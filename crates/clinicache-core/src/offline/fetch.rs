// Request/response values and the network seam used by the service worker.

use std::future::Future;
use std::sync::Arc;
use std::time::Duration;

use reqwest::{Client, Method, Url};
use tracing::debug;

use super::error::{OfflineError, Result};

/// HTTP request timeout in seconds.
const REQUEST_TIMEOUT_SECS: u64 = 30;

/// Why the client issued a request. Only `Navigate` gets the offline page on failure.
#[derive(Debug, Clone, Copy, PartialEq, Eq)]
pub enum RequestMode {
    Navigate,
    SameOrigin,
    NoCors,
    Cors,
}

#[derive(Debug, Clone, PartialEq, Eq)]
pub struct Request {
    pub method: String,
    /// Path relative to the origin (`/index.html`) or an absolute URL.
    pub url: String,
    pub mode: RequestMode,
}

impl Request {
    /// A sub-resource GET.
    pub fn get(url: impl Into<String>) -> Self {
        Self {
            method: "GET".to_string(),
            url: url.into(),
            mode: RequestMode::SameOrigin,
        }
    }

    /// A page navigation GET.
    pub fn navigate(url: impl Into<String>) -> Self {
        Self {
            mode: RequestMode::Navigate,
            ..Self::get(url)
        }
    }

    pub fn with_method(mut self, method: impl Into<String>) -> Self {
        self.method = method.into();
        self
    }

    pub fn is_navigation(&self) -> bool {
        self.mode == RequestMode::Navigate
    }

    pub fn is_get(&self) -> bool {
        self.method.eq_ignore_ascii_case("GET")
    }
}

#[derive(Debug, Clone, PartialEq, Eq)]
pub struct Response {
    pub status: u16,
    pub status_text: String,
    pub headers: Vec<(String, String)>,
    pub body: Vec<u8>,
}

impl Response {
    pub fn new(status: u16, status_text: impl Into<String>, body: impl Into<Vec<u8>>) -> Self {
        Self {
            status,
            status_text: status_text.into(),
            headers: Vec::new(),
            body: body.into(),
        }
    }

    /// A 200 response with a content type.
    pub fn ok(content_type: &str, body: impl Into<Vec<u8>>) -> Self {
        Self::new(200, "OK", body).with_header("content-type", content_type)
    }

    /// The synthetic response returned when neither cache nor network can answer.
    pub fn service_unavailable() -> Self {
        Self::new(503, "Offline", "Error: no connection")
            .with_header("content-type", "text/plain; charset=utf-8")
    }

    pub fn with_header(mut self, name: &str, value: &str) -> Self {
        self.headers.push((name.to_ascii_lowercase(), value.to_string()));
        self
    }

    pub fn header(&self, name: &str) -> Option<&str> {
        self.headers
            .iter()
            .find(|(n, _)| n.eq_ignore_ascii_case(name))
            .map(|(_, v)| v.as_str())
    }

    /// Only plain 200s are written to the cache.
    pub fn is_cacheable(&self) -> bool {
        self.status == 200
    }

    pub fn text(&self) -> String {
        String::from_utf8_lossy(&self.body).into_owned()
    }
}

/// One network round trip.
///
/// `Err` means the network could not be reached at all; HTTP error statuses
/// are successful fetches carrying a non-200 `Response`.
pub trait Fetch: Send + Sync + 'static {
    fn fetch(&self, request: &Request) -> impl Future<Output = Result<Response>> + Send;
}

impl<T: Fetch> Fetch for Arc<T> {
    fn fetch(&self, request: &Request) -> impl Future<Output = Result<Response>> + Send {
        (**self).fetch(request)
    }
}

/// `Fetch` over HTTP, resolving relative paths against the app origin.
/// Clone is cheap - reqwest::Client uses Arc internally for connection pooling.
#[derive(Clone)]
pub struct HttpFetcher {
    client: Client,
    origin: Url,
}

impl HttpFetcher {
    pub fn new(origin: &str) -> Result<Self> {
        let origin = Url::parse(origin).map_err(|e| OfflineError::InvalidUrl {
            url: origin.to_string(),
            reason: e.to_string(),
        })?;
        let client = Client::builder()
            .timeout(Duration::from_secs(REQUEST_TIMEOUT_SECS))
            .build()?;
        Ok(Self { client, origin })
    }

    fn resolve(&self, url: &str) -> Result<Url> {
        self.origin.join(url).map_err(|e| OfflineError::InvalidUrl {
            url: url.to_string(),
            reason: e.to_string(),
        })
    }
}

impl Fetch for HttpFetcher {
    async fn fetch(&self, request: &Request) -> Result<Response> {
        let url = self.resolve(&request.url)?;
        let method = Method::from_bytes(request.method.as_bytes()).map_err(|e| {
            OfflineError::InvalidUrl {
                url: request.url.clone(),
                reason: e.to_string(),
            }
        })?;

        debug!(method = %method, url = %url, "Network fetch");
        let response = self.client.request(method, url).send().await?;

        let status = response.status();
        let headers = response
            .headers()
            .iter()
            .filter_map(|(name, value)| {
                value
                    .to_str()
                    .ok()
                    .map(|v| (name.as_str().to_string(), v.to_string()))
            })
            .collect();
        let body = response.bytes().await?.to_vec();

        Ok(Response {
            status: status.as_u16(),
            status_text: status.canonical_reason().unwrap_or_default().to_string(),
            headers,
            body,
        })
    }
}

Requirement
Check the records above and copy each line that has the string "relative".

Finished exercise
    /// Path relative to the origin (`/index.html`) or an absolute URL.
/// `Fetch` over HTTP, resolving relative paths against the app origin.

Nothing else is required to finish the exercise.